I get the impulse people have to rewind to the old normal or to fast-forward the forging of the new normal, to embrace the missional possibilities of this moment, to distract ourselves away from the hard realities that this pandemic has revealed and accelerated. But Jesus reveals to us that the Church’s vocation is to be a people of lament. A people who enter in to the grief of our world, who weep on behalf of the loss all around us. This is not because we need be endlessly sorrowful about the world, or pessimistic, or fatalistic, or hopeless. But rather, because as the tears of Jesus show us, there is power, beauty, and life in the tears of God.

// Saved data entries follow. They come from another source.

//! Connection parameters and the YAML file that persists them.
//!
//! The password is never written to disk. It can be read from the file if a
//! user adds it by hand, but normally it is resolved at connect time by
//! [crate::credentials::CredentialResolver].

use std::fmt;
use std::fs;
use std::path::{Path, PathBuf};

use serde::{Deserialize, Serialize};

use crate::errors::ConnectorError;

/// File name of the default configuration, placed in the home directory.
pub const DEFAULT_CONFIG_FILE: &str = ".maria_arrow.yml";

/// Port used when the configuration does not name one.
pub const DEFAULT_PORT: u16 = 3306;

/// TLS negotiation mode, named after the MariaDB client `--ssl-mode` values.
#[derive(Debug, Clone, Copy, Default, PartialEq, Eq, Serialize, Deserialize)]
#[serde(rename_all = "SCREAMING_SNAKE_CASE")]
pub enum SslMode {
    Disabled,
    /// Use TLS only when a CA certificate is configured.
    #[default]
    Preferred,
    /// Encrypt, but do not verify the server certificate.
    Required,
    /// Verify the certificate chain, but not the host name.
    VerifyCa,
    VerifyIdentity,
}

/// Parameters needed to open a connection.
#[derive(Clone, Default, PartialEq, Eq, Serialize, Deserialize)]
pub struct ConnectionConfig {
    #[serde(default)]
    pub username: String,

    #[serde(default)]
    pub host: String,

    #[serde(default)]
    pub port: Option<u16>,

    #[serde(default)]
    pub dbname: String,

    #[serde(default)]
    pub sslmode: SslMode,

    #[serde(default)]
    pub sslca: Option<PathBuf>,

    #[serde(default)]
    pub sslkey: Option<PathBuf>,

    #[serde(default)]
    pub sslcert: Option<PathBuf>,

    /// Held in memory only.
    #[serde(default, skip_serializing)]
    pub password: Option<String>,
}

impl ConnectionConfig {
    /// Placeholder values written to a fresh configuration file.
    pub fn placeholder() -> Self {
        ConnectionConfig {
            username: String::new(),
            host: "localhost".to_string(),
            port: Some(DEFAULT_PORT),
            dbname: String::new(),
            ..Default::default()
        }
    }

    /// True when everything that is persisted has been filled in.
    pub fn is_complete(&self) -> bool {
        !self.username.is_empty() && !self.host.is_empty() && !self.dbname.is_empty()
    }

    /// Checks that the credentials are usable.
    ///
    /// Called before every connection attempt, after the password has been resolved.
    pub fn validate(&self) -> Result<(), ConnectorError> {
        if self.username.is_empty() {
            return Err(ConnectorError::InvalidConfiguration(
                "username is empty".to_string(),
            ));
        }
        match self.password.as_deref() {
            None | Some("") => Err(ConnectorError::InvalidConfiguration(
                "password is empty".to_string(),
            )),
            Some(_) => Ok(()),
        }
    }

    pub fn port(&self) -> u16 {
        self.port.unwrap_or(DEFAULT_PORT)
    }
}

impl fmt::Debug for ConnectionConfig {
    fn fmt(&self, f: &mut fmt::Formatter<'_>) -> fmt::Result {
        f.debug_struct("ConnectionConfig")
            .field("username", &self.username)
            .field("host", &self.host)
            .field("port", &self.port)
            .field("dbname", &self.dbname)
            .field("sslmode", &self.sslmode)
            .field("sslca", &self.sslca)
            .field("sslkey", &self.sslkey)
            .field("sslcert", &self.sslcert)
            .field("password", &self.password.as_ref().map(|_| "<redacted>"))
            .finish()
    }
}

/// `~/.maria_arrow.yml`, or a relative path when the home directory is unknown.
pub fn default_config_path() -> PathBuf {
    dirs::home_dir()
        .map(|home| home.join(DEFAULT_CONFIG_FILE))
        .unwrap_or_else(|| PathBuf::from(DEFAULT_CONFIG_FILE))
}

/// Persist a configuration, without its password.
pub fn write_config(path: &Path, config: &ConnectionConfig) -> Result<(), ConnectorError> {
    if let Some(parent) = path.parent() {
        if !parent.as_os_str().is_empty() {
            fs::create_dir_all(parent)?;
        }
    }

    let contents = serde_yaml::to_string(config)?;
    fs::write(path, contents)?;

    log::warn!(
        "wrote connection configuration to {}; review its contents before connecting",
        path.display()
    );
    Ok(())
}

/// Load a configuration from `path`.
///
/// When the file does not exist, `fallback` is written in its place. The call then
/// succeeds only if `fallback` was already complete; otherwise the caller has to
/// edit the file first and gets [ConnectorError::MissingConfigFile].
pub fn read_config(
    path: &Path,
    fallback: ConnectionConfig,
) -> Result<ConnectionConfig, ConnectorError> {
    if !path.exists() {
        write_config(path, &fallback)?;

        return if fallback.is_complete() {
            Ok(fallback)
        } else {
            Err(ConnectorError::MissingConfigFile {
                path: path.to_path_buf(),
            })
        };
    }

    let contents = fs::read_to_string(path)?;
    let config: Option<ConnectionConfig> = if contents.trim().is_empty() {
        None
    } else {
        serde_yaml::from_str(&contents)?
    };

    match config {
        Some(config) if config != ConnectionConfig::default() => {
            log::debug!("read connection configuration from {}", path.display());
            Ok(config)
        }
        _ => Err(ConnectorError::InvalidConfiguration(format!(
            "{} contains no connection parameters",
            path.display()
        ))),
    }
}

Through tear-blurred eyes, Jesus asks the question “where have you laid him.” Out of , not in spite of, Jesus’ deep anguish comes a new possibility. Many of our most brilliant and cherished artists have been people who have been intimately familiar with suffering. Vincent Van Gogh, for instance, painted Starry Night with its darkened church lights and bright night sky from the confines of an insane asylum. Artists feel the weight of the world’s existence and transfigure it into beauty, their glory from their sorrow.  The power of Jesus’ lament is that it is a light that shines in the darkness that the darkness cannot overcome. The sorrow of Jesus is endowed with the love of God, the love that can, in the imagery of David Bentley Hart, harmonize any dissonance in the melody of creation or in the words of St. Paul, the love that “no height, no depth, not angels, demons, not life, nor death can ever separate us from…” (Romans 8).

Jesus is the ultimate artist, creating beauty out of sorrow, joy from weeping, resurrection from death. But he shows us that the way to newness is not in denial, not in hurry, it is not and end-run around the anguish and disappointment of the world, moving from mountaintop to mountaintop—rather, his way, the way of the cross and the tomb, is the path forged through the valley of the shadow of death.

Tributaries

I have cried many tears these past few weeks. I cry every Sunday morning, just sad that we cannot gather, sing, hug, share communion, and prayer. I cry when I think about our friends in places like Haiti. I cry when I hear the stories of my NYC pastor friends and the pain they are dealing with. I cry when I look to the future and consider all that we may be losing in this season. My tears feel so inadequate, so powerless. Maybe I’m like Martha and Mary, I just wish God would have been here and would have done something about it. But perhaps, like Martha and Mary also, I kneel in the shadow of one who loves this world, who loves my family and friends, who loves me more than I could ever love. Perhaps my tears are not the source but are merely the tributaries of the sorrow of God. Perhaps out of this sorrow new life will come forth. 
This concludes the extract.